*PROBLEM TO SOLVE:* Check every line of the data for the string "format" and copy the ones that have it.

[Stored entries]
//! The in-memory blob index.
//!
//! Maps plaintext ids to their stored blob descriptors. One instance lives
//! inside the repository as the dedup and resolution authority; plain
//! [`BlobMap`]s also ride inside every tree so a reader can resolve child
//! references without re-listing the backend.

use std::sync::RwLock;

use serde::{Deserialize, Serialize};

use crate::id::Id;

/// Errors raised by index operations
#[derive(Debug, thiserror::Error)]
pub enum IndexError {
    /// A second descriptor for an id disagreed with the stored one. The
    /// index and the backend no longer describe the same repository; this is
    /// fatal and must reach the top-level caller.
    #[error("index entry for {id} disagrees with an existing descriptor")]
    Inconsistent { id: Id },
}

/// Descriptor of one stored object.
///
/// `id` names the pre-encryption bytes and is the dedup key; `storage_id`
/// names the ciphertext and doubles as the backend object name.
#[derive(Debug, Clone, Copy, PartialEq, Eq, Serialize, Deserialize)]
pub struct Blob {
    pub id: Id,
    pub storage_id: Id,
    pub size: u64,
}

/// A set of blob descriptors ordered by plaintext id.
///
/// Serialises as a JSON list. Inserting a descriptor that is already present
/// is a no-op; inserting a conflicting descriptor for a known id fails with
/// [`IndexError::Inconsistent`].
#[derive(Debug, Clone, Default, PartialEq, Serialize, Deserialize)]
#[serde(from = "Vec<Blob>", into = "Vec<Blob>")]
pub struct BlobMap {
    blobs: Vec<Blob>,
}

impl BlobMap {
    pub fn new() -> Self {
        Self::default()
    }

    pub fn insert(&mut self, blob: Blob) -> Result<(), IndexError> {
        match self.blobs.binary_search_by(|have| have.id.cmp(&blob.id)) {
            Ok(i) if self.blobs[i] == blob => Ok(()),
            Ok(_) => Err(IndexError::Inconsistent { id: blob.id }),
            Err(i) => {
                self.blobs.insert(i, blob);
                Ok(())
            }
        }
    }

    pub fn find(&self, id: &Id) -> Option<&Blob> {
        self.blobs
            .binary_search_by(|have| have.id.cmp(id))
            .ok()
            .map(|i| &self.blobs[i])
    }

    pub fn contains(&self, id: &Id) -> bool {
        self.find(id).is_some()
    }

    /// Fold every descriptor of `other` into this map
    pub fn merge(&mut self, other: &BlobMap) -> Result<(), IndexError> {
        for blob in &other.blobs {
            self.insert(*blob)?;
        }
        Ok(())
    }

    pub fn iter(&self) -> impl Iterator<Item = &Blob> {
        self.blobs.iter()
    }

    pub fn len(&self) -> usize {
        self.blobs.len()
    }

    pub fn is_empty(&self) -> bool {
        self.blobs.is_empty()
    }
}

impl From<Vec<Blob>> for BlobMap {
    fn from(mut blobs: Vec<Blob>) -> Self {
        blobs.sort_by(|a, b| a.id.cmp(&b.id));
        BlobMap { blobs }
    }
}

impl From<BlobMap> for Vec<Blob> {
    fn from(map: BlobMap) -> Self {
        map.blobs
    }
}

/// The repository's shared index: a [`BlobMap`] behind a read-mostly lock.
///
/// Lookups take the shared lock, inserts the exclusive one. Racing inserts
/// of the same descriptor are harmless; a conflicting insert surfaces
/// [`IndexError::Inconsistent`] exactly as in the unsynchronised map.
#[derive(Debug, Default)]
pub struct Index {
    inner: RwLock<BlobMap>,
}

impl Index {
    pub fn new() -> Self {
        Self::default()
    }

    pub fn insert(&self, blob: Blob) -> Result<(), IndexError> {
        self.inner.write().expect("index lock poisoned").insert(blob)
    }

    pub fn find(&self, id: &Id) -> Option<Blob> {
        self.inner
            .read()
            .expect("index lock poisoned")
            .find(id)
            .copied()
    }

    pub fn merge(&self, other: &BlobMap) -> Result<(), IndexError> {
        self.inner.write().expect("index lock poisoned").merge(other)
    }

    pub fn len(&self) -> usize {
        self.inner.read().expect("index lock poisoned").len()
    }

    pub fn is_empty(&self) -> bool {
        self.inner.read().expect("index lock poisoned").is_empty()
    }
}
* * *
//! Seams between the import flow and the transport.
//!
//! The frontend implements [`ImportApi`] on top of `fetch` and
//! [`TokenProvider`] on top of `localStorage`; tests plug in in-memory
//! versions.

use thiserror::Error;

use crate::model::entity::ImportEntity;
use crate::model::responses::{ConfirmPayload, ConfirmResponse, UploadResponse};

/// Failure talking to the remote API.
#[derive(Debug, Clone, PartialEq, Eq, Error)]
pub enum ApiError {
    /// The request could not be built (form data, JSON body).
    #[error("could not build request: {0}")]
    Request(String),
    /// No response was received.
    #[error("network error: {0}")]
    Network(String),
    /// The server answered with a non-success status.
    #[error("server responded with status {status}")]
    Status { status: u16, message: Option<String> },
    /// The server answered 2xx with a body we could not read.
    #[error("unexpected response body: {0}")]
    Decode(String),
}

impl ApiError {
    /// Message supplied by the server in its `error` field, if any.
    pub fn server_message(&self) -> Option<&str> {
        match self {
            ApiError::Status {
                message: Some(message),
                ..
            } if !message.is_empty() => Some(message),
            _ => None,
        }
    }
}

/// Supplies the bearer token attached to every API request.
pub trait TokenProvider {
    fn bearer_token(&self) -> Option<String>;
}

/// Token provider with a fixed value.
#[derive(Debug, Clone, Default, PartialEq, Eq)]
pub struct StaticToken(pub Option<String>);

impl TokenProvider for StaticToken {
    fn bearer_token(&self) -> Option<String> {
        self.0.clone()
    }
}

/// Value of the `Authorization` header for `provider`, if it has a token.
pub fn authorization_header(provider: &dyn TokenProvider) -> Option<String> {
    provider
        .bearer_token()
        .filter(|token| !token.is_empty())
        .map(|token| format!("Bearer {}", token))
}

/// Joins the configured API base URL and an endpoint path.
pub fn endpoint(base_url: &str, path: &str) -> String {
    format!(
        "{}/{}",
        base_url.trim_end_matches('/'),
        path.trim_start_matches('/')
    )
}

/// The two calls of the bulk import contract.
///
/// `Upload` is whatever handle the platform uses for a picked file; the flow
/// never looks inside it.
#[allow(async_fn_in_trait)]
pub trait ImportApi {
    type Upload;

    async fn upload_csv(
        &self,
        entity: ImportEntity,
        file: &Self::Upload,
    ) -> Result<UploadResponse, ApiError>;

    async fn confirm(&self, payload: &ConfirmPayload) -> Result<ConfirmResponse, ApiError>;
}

*RESULT OF THE EXERCISE:*
        .map(|token| format!("Bearer {}", token))
    format!(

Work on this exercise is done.